The next step is to be able to fulfill competency restoration orders here in Charleston County. It’s currently in the works but on-hold because of understaffing.
“If we can do the medication, the individual therapy and the group therapy here to get them mentally stable while the Office of Mental Health can come in and do the education component, then we may be ready to go,” Davis said.
Over 17,000 medications are administered each week inside the Charleston County Jail.
Medication is important in treating mental illness, which is why Gothard said within a jail setting, medication over objection is crucial. Under South Carolina law, medication over objection allows mental health facilities and correctional institutions to medicate someone against their will under specific conditions.

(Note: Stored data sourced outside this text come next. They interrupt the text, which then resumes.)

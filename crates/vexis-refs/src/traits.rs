//! The [`HeadStore`] trait defining the HEAD storage interface.

use vexis_types::ObjectId;

use crate::error::Result;

/// Storage backend for the HEAD pointer.
///
/// `commit` is the only writer. Readers are `commit` (to find the parent),
/// `log`, and any traversal that starts from the current tip.
pub trait HeadStore: Send + Sync {
    /// Read the current tip. `Ok(None)` means there are no commits yet.
    fn read_head(&self) -> Result<Option<ObjectId>>;

    /// Point HEAD at `id`.
    fn write_head(&self, id: &ObjectId) -> Result<()>;
}
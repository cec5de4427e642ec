use std::fs;
use std::io::ErrorKind;
use std::path::{Path, PathBuf};

use tracing::{debug, warn};
use vexis_crypto::ContentHasher;
use vexis_types::ObjectId;

use crate::atomic::atomic_write;
use crate::error::{StoreError, StoreResult};
use crate::traits::ObjectStore;

/// Filesystem object store: one file per object under a flat directory.
///
/// The filename is the full hex digest and the file holds the raw bytes.
/// New objects are written through a temp file and renamed into place.
#[derive(Debug, Clone)]
pub struct FsObjectStore {
    dir: PathBuf,
    verify_on_read: bool,
}

impl FsObjectStore {
    /// Open a store rooted at `dir`. The directory is not created.
    pub fn new(dir: impl Into<PathBuf>) -> Self {
        Self {
            dir: dir.into(),
            verify_on_read: true,
        }
    }

    /// Open a store rooted at `dir`, creating the directory if needed.
    pub fn create(dir: impl Into<PathBuf>) -> StoreResult<Self> {
        let store = Self::new(dir);
        fs::create_dir_all(&store.dir)?;
        Ok(store)
    }

    /// Whether reads re-hash the content and reject mismatches.
    pub fn with_verification(mut self, verify_on_read: bool) -> Self {
        self.verify_on_read = verify_on_read;
        self
    }

    /// The directory holding the object files.
    pub fn dir(&self) -> &Path {
        &self.dir
    }

    fn object_path(&self, id: &ObjectId) -> PathBuf {
        self.dir.join(id.to_hex())
    }
}

impl ObjectStore for FsObjectStore {
    fn read(&self, id: &ObjectId) -> StoreResult<Option<Vec<u8>>> {
        let data = match fs::read(self.object_path(id)) {
            Ok(data) => data,
            Err(e) if e.kind() == ErrorKind::NotFound => return Ok(None),
            Err(e) => return Err(e.into()),
        };

        if self.verify_on_read {
            let computed = ContentHasher::hash(&data);
            if computed != *id {
                warn!(id = %id, computed = %computed, "object content does not match its name");
                return Err(StoreError::HashMismatch { id: *id, computed });
            }
        }

        Ok(Some(data))
    }

    fn write(&self, data: &[u8]) -> StoreResult<ObjectId> {
        let id = ContentHasher::hash(data);
        let path = self.object_path(&id);

        if path.is_file() {
            debug!(id = %id.short_hex(), "object already stored");
            return Ok(id);
        }

        atomic_write(&path, data)?;
        debug!(id = %id.short_hex(), len = data.len(), "object written");
        Ok(id)
    }

    fn exists(&self, id: &ObjectId) -> StoreResult<bool> {
        Ok(self.object_path(id).is_file())
    }
}

#[cfg(test)]
mod tests {
    use super::*;
    use proptest::prelude::*;

    fn temp_store() -> (tempfile::TempDir, FsObjectStore) {
        let dir = tempfile::tempdir().unwrap();
        let store = FsObjectStore::create(dir.path().join("objects")).unwrap();
        (dir, store)
    }

    #[test]
    fn write_creates_flat_hex_file() {
        let (_dir, store) = temp_store();
        let id = store.write(b"hello\n").unwrap();

        let path = store.dir().join(id.to_hex());
        assert!(path.is_file());
        assert_eq!(fs::read(path).unwrap(), b"hello\n");
    }

    #[test]
    fn write_and_read() {
        let (_dir, store) = temp_store();
        let id = store.write(b"content").unwrap();
        assert_eq!(store.get(&id).unwrap(), b"content");
        assert!(store.exists(&id).unwrap());
    }

    #[test]
    fn duplicate_write_returns_same_id() {
        let (_dir, store) = temp_store();
        let id1 = store.write(b"dup").unwrap();
        let id2 = store.write(b"dup").unwrap();
        assert_eq!(id1, id2);
        assert_eq!(fs::read_dir(store.dir()).unwrap().count(), 1);
    }

    #[test]
    fn missing_object_is_none() {
        let (_dir, store) = temp_store();
        let id = ContentHasher::hash(b"absent");
        assert!(store.read(&id).unwrap().is_none());
        assert!(matches!(store.get(&id), Err(StoreError::NotFound(_))));
    }

    #[test]
    fn corrupted_object_is_rejected() {
        let (_dir, store) = temp_store();
        let id = store.write(b"original").unwrap();
        fs::write(store.dir().join(id.to_hex()), b"tampered").unwrap();

        assert!(matches!(
            store.read(&id),
            Err(StoreError::HashMismatch { id: bad, .. }) if bad == id
        ));
    }

    #[test]
    fn corruption_passes_when_verification_disabled() {
        let (_dir, store) = temp_store();
        let store = store.with_verification(false);
        let id = store.write(b"original").unwrap();
        fs::write(store.dir().join(id.to_hex()), b"tampered").unwrap();

        assert_eq!(store.get(&id).unwrap(), b"tampered");
    }

    #[test]
    fn write_into_missing_dir_fails() {
        let dir = tempfile::tempdir().unwrap();
        let store = FsObjectStore::new(dir.path().join("nope"));
        assert!(matches!(store.write(b"x"), Err(StoreError::Io(_))));
    }

    proptest! {
        #![proptest_config(ProptestConfig::with_cases(32))]

        #[test]
        fn get_returns_what_was_put(content in proptest::collection::vec(any::<u8>(), 0..256)) {
            let (_dir, store) = temp_store();
            let first = store.write(&content).unwrap();
            let second = store.write(&content).unwrap();
            prop_assert_eq!(first, second);
            prop_assert_eq!(store.get(&first).unwrap(), content);
        }
    }
}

“We currently don’t do that here and that’s one of the significant hurdles that the legal teams and the medical teams are working out. How do we make that happen?” Davis said.
“Medication over objection has greatly reduced the amount of time that they needed to be under treatment,” Gothard said. “Having that ability also allows people to be treated more quickly within a jail setting and it’s really no different than another medical setting.”
And for incarcerated individuals like Kreider, who are directly suffering, his father is asking for more mental health screening and resources to go further.
“I guess to me, that’s the only thing I have right now is speaking out, talking about mental health and talking about suicide,” Kreider said. “There needs to be more of a helping and supportive environment around mental health and helping people who might have those struggles.”
If you or anyone you know are having suicidal thoughts, call 988.